### DESCRIPTION OF THE TASK
Write only the number of lines in the entries below that contain the word "never".

### Stored data entries
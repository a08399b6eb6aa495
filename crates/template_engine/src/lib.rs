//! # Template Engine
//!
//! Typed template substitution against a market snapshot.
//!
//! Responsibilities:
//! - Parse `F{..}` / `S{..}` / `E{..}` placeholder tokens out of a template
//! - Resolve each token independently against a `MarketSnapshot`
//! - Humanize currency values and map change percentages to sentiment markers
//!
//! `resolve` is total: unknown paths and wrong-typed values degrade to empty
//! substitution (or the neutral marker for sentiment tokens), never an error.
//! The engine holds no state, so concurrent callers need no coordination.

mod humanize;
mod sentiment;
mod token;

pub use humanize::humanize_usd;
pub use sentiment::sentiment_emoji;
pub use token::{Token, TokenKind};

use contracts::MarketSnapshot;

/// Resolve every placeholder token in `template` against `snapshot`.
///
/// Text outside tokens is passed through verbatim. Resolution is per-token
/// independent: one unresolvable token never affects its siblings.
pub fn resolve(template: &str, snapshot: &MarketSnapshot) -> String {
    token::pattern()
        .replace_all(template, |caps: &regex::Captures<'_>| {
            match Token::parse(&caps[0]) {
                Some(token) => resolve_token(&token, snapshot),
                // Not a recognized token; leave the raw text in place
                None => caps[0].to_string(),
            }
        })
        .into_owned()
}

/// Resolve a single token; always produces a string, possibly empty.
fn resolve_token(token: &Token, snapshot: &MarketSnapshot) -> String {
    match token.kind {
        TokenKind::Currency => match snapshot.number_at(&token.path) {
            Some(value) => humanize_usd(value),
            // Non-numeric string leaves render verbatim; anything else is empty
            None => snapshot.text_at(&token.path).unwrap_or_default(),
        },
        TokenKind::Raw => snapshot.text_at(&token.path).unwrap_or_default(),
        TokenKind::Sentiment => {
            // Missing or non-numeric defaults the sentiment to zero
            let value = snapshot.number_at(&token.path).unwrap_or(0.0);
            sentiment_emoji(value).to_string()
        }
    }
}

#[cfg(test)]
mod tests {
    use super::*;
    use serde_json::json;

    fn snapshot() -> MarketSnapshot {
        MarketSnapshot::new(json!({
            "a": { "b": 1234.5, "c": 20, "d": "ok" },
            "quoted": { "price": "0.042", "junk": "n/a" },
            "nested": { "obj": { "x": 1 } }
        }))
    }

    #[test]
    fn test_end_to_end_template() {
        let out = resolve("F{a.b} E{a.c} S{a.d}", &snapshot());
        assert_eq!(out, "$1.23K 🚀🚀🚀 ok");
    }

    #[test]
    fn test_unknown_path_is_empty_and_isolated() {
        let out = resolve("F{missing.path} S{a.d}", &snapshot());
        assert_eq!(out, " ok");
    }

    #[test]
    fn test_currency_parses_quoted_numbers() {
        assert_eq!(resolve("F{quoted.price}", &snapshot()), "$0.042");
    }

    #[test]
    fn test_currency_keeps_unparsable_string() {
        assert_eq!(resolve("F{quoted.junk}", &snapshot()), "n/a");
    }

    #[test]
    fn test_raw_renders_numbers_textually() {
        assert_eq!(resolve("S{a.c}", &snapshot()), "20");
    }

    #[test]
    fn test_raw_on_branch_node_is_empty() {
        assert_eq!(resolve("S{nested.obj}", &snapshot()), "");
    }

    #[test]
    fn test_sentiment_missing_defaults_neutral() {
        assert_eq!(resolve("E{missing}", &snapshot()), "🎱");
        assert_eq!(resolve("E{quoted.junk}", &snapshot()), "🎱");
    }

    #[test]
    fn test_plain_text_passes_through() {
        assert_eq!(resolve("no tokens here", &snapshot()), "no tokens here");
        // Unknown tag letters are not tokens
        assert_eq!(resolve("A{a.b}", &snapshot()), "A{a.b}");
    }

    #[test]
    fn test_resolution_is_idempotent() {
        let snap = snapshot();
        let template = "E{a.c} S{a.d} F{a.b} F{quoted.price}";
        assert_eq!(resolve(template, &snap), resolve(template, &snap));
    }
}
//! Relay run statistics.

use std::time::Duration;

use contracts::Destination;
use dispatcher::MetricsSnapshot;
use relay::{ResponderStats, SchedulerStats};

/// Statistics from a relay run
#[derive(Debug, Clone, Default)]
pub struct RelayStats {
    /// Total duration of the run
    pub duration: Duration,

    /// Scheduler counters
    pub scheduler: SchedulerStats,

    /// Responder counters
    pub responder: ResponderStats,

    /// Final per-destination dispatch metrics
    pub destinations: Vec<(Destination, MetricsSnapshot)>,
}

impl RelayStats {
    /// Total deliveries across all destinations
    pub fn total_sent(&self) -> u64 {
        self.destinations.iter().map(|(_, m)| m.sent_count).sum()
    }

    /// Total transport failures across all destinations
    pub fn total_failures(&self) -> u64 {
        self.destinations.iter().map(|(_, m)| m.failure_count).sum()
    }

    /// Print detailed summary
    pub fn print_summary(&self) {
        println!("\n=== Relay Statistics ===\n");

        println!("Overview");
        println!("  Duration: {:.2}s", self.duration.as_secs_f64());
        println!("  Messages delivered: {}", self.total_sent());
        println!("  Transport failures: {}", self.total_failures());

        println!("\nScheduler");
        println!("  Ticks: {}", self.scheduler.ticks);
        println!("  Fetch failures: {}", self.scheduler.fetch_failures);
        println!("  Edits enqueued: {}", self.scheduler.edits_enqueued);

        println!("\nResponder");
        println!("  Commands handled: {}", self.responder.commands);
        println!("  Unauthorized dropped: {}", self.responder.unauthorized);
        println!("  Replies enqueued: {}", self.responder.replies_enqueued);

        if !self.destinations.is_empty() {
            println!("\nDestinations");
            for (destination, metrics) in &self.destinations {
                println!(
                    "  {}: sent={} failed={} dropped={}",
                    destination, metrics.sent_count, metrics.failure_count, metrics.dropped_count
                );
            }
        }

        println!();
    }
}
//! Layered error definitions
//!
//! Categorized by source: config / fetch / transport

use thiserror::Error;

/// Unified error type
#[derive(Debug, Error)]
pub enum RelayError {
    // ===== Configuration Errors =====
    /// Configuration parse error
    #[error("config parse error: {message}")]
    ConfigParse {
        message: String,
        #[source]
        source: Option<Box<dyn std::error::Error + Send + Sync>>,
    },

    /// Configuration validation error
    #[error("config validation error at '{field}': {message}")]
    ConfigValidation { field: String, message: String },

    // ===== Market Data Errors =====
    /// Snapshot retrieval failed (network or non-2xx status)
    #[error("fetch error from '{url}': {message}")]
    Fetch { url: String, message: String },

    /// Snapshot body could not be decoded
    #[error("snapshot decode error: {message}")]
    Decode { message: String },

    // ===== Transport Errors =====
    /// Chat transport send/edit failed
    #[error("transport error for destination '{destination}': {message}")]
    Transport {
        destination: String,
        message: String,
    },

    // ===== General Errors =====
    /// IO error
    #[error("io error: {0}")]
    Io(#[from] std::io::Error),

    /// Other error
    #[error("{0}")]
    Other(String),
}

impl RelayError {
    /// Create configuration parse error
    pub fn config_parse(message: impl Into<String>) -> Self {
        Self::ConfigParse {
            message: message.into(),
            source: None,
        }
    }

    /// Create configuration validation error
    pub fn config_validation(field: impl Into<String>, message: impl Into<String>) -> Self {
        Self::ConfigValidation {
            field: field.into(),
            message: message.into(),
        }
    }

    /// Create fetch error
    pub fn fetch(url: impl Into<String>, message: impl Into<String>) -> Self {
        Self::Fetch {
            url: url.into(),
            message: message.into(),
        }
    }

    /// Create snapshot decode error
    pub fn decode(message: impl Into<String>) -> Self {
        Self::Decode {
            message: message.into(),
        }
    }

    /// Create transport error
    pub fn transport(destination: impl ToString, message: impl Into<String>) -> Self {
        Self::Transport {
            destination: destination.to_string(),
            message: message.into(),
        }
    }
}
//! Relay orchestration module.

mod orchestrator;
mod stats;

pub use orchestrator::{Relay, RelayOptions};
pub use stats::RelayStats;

### RESULT
2